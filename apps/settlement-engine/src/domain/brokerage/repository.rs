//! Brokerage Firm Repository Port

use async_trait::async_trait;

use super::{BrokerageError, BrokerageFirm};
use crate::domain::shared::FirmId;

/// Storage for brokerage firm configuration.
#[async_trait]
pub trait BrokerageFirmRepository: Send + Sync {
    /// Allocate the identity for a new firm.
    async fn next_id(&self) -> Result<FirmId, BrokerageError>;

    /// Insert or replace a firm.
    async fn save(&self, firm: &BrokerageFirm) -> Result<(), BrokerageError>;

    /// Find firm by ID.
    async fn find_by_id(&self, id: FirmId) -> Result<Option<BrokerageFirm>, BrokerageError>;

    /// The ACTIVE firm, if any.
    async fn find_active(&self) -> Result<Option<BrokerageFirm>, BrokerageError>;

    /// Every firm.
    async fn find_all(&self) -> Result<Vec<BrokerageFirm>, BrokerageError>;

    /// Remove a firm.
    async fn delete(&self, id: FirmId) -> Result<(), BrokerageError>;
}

...

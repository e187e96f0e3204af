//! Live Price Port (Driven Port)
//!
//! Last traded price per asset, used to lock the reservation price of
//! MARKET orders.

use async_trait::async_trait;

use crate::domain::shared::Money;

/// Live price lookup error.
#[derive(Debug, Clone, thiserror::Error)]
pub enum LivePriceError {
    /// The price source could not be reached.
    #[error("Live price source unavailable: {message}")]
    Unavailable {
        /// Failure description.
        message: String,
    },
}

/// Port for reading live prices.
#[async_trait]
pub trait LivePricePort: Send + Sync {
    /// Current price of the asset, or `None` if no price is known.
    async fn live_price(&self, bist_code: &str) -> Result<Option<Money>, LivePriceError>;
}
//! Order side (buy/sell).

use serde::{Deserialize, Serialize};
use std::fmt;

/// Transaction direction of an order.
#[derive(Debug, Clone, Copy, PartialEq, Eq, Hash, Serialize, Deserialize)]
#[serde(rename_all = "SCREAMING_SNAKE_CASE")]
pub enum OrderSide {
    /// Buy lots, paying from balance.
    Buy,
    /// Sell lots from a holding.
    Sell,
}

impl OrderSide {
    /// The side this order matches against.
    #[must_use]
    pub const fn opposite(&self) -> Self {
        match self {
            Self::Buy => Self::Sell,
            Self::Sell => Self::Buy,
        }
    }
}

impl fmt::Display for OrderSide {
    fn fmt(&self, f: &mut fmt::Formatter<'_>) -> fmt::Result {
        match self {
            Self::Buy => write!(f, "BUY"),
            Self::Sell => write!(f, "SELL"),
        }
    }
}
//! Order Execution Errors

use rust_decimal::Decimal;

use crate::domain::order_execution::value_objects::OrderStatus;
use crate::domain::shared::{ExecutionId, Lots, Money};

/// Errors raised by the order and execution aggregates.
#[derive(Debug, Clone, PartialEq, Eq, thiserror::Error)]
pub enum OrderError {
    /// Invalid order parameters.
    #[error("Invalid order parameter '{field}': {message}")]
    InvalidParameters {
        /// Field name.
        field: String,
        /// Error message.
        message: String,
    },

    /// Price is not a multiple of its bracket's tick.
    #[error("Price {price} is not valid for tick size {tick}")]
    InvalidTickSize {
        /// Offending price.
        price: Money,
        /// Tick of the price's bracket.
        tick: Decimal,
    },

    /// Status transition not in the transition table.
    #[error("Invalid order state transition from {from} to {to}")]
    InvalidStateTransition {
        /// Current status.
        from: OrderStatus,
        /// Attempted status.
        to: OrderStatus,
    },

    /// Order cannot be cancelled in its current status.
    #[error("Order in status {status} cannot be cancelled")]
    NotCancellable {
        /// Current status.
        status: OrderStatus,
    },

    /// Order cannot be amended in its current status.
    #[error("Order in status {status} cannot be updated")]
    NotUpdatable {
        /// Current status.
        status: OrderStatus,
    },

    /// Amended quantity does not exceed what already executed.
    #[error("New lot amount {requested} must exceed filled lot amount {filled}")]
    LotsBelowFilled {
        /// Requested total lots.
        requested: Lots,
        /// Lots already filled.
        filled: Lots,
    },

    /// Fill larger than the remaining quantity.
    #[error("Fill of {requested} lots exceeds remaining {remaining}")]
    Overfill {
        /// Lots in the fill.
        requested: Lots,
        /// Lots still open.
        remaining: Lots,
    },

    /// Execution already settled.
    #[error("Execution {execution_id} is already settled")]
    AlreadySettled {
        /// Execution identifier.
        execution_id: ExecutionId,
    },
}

ACTION ITEM:
Lines from the entries that contain the string "OrderStatus" must be found and copied.

EXERCISE SOLUTION:
use crate::domain::order_execution::value_objects::OrderStatus;
        from: OrderStatus,
        to: OrderStatus,
        status: OrderStatus,
        status: OrderStatus,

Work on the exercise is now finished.